Babies exposed to alcohol in the womb are at risk for having growth defects and neurological problems (e.g., Streissguth, Barr, & Sampson, 1990). Children exposed to alcohol prenatally also begin drinking alcohol earlier than others (Baer, Sampson, Barr, Connor, & Streissguth, 2003). However, the exact pathway between prenatal alcohol exposure and early onset drinking is unclear. It could be that prenatal exposure to alcohol changes children’s sensitivity to alcohol, which might be reflected in perceptions of smell. This week, as part of our Special Series on Motherhood and Addiction, we review a study that investigated how children with prenatal alcohol exposure identify and perceive the odor of alcohol and other substances (Hannigan, Chiodo, Sokol, Janisse, & Delaney-Black, 2015).
- The researchers initially recruited a sample of urban African American mothers who had children between September 1, 1988 and August 31, 1991 (n=656).
- For the current study, the researchers recruited a sample of 18- to 19-year old offspring from this cohort (n=75; 38.7% male).

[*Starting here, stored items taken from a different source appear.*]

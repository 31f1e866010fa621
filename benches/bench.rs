// Criterion benchmarks for StoreMatch

use criterion::{black_box, criterion_group, criterion_main, BenchmarkId, Criterion};
use serde_json::json;
use storematch::core::{normalize_street, similarity, Matcher};
use storematch::models::{CandidateRecord, MatchQuery};

fn create_candidate(id: usize) -> CandidateRecord {
    // Mix the three extraction shapes the CRM actually produces
    let shipping_address = match id % 3 {
        0 => Some(json!({"street": format!("{} Oak Avenue", 100 + id)})),
        1 => Some(json!(format!("{{'street': '{} Pine Rd'}}", 200 + id))),
        _ => None,
    };

    CandidateRecord {
        record_id: Some(format!("crm-{}", id)),
        name: format!("Acme Storage {} - {} Oak Ave", id, 100 + id),
        shipping_address,
        year_built: Some(json!(format!("{}", 1990 + (id % 30)))),
        square_footage: Some(json!(20000.0 + id as f64)),
    }
}

fn create_query() -> MatchQuery {
    MatchQuery {
        target_store_name: Some("Acme Storage".to_string()),
        target_street: "456 Oak Avenue".to_string(),
        city: Some("Metro".to_string()),
        state: Some("CA".to_string()),
        postal_code: Some("90210".to_string()),
    }
}

fn bench_normalize(c: &mut Criterion) {
    c.bench_function("normalize_street", |b| {
        b.iter(|| normalize_street(black_box("4650 Northwest Industrial Boulevard, Suite #210")));
    });
}

fn bench_similarity(c: &mut Criterion) {
    c.bench_function("similarity_edit_distance", |b| {
        b.iter(|| {
            similarity(
                black_box("acme self storage of metro"),
                black_box("acme storage metro west"),
            )
        });
    });

    c.bench_function("similarity_containment", |b| {
        b.iter(|| similarity(black_box("acme storage"), black_box("acme storage of metro")));
    });
}

fn bench_ranking(c: &mut Criterion) {
    let matcher = Matcher::with_defaults();
    let query = create_query();

    let mut group = c.benchmark_group("ranking");

    for candidate_count in [10, 50, 100, 500].iter() {
        let candidates: Vec<CandidateRecord> =
            (0..*candidate_count).map(create_candidate).collect();

        group.bench_with_input(
            BenchmarkId::new("rank", candidate_count),
            candidate_count,
            |b, _| {
                b.iter(|| {
                    matcher.rank(
                        black_box(&query),
                        black_box(candidates.clone()),
                        black_box(10),
                    )
                });
            },
        );
    }

    group.finish();
}

criterion_group!(benches, bench_normalize, bench_similarity, bench_ranking);

criterion_main!(benches);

- The researchers excluded daughters who were pregnant.
- The researchers studied the mothers’ drinking habits and determined whether each participant was at-risk for prenatal alcohol exposure.
- The researchers presented participants with 10 scents and asked them to identify and rate the pleasantness of each odor using a 5-point Likert scale.
- They studied whether participants at-risk for prenatal alcohol exposure differ from others in (1) their ability to identify smells and (2) the extent to which they perceive alcohol odors to be pleasant.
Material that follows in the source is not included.